What does this PR do?

This PR adds support for a new decoding config option inside the readerConfig struct along with support for
parquet file decoding using the libbeat parquet reader. The decoding config is created in such a manner that
in future we will be able to add more decoding codes as well as migrate decoding processes for JSON, NDJSON
files which currently occur based on the contentType config option.

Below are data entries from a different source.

use ezprompt::{PromptBuilder, Result};
use tracing_subscriber::EnvFilter;

fn main() -> Result<()> {
    tracing_subscriber::fmt()
        .with_env_filter(
            EnvFilter::builder()
                .with_default_directive(tracing::Level::DEBUG.into())
                .from_env_lossy(),
        )
        .event_format(
            tracing_subscriber::fmt::format::format()
                .compact()
                .with_timer(tracing_subscriber::fmt::time::ChronoLocal::new(
                    "%H:%M:%S.%3f".to_owned(),
                )),
        )
        .init();

    // Example 1: Basic builder usage
    println!("\n=== Example 1: Basic Builder Usage ===\n");
    let mut builder = PromptBuilder::new();
    builder.add_system("You are a helpful AI assistant.");
    builder.add_user("What is Rust?");

    println!("Messages format:");
    let prompt = builder.build("messages")?;
    for message in prompt.as_messages().unwrap() {
        println!("  {}: {}", message.role, message.content);
    }

    println!("\nString format:");
    println!("{}", builder.build("string")?.as_text().unwrap());

    // Example 2: Method chaining
    println!("\n=== Example 2: Method Chaining ===\n");
    let mut builder = PromptBuilder::new();
    builder
        .add_system("You are a Rust expert.")
        .add_user("How do I sort a Vec?")
        .add_assistant("Use the sort() or sort_unstable() methods.")
        .add_user("What is the difference?");

    println!("{}", builder);

    // Example 3: Chat payload with caller-side context
    println!("\n=== Example 3: Chat Payload ===\n");
    builder.set_context("session", "demo");

    let prompt = builder.build("chat")?;
    let json = serde_json::to_string_pretty(prompt.as_chat().unwrap()).unwrap();
    println!("{}", json);

    Ok(())
}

An example of the new decoding config:

  decoding.codec.parquet.enabled: true
  decoding.codec.parquet.process_parallel: true
  decoding.codec.parquet.batch_size: 1000

Why is it important?

This change allows us to officially support parquet decoding for the s3 input and also enable integrations like
amazon security lake.

Checklist

My code follows the style guidelines of this project
I have commented my code, particularly in hard-to-understand areas
I have made corresponding changes to the documentation
~~- [ ] I have made corresponding change to the default configuration files~~
I have added tests that prove my fix is effective or that my feature works
I have added an entry in CHANGELOG.next.asciidoc.

Related issues

Closes [Filebeat S3 Input] Add support for Apache Parquet files #34662

… in awss3 package

…r comments

…ments

ShourieG · 2023-06-05T07:52:23Z

@andrewkroh wrt the questions you had -

If we were designing a decoder interface that we wanted to be able to apply other input sources, what would that API be? Imagine we wanted to be able to decode parquet files in GCS or simply from disk (filestream).
- I think if we were to have a generic decoder interface applicable for all inputs, then I would have the decoder API accept a decoder specific config and a io.Reader stream for initialisation. For the decode func, it would ideally return a data output channel and an error channel. This would be done so that any input specific logic is kept out of the decoder and the input can easily listen on the channels and extract the data along with any errors.
Should it allow decoder chaining? Why or why not?
- I feel chaining would not be a necessity and the decoder config should be extensive enough to define the exact behaviour. This also helps keep the api simple to use.
What's relationship (if any) between parser and decoders?
- If it's a generic decoder then it should not be concerned with parsing as that is the job of the input. Hence the output is channeled to keep any parsing specific logic out of the decoder itself.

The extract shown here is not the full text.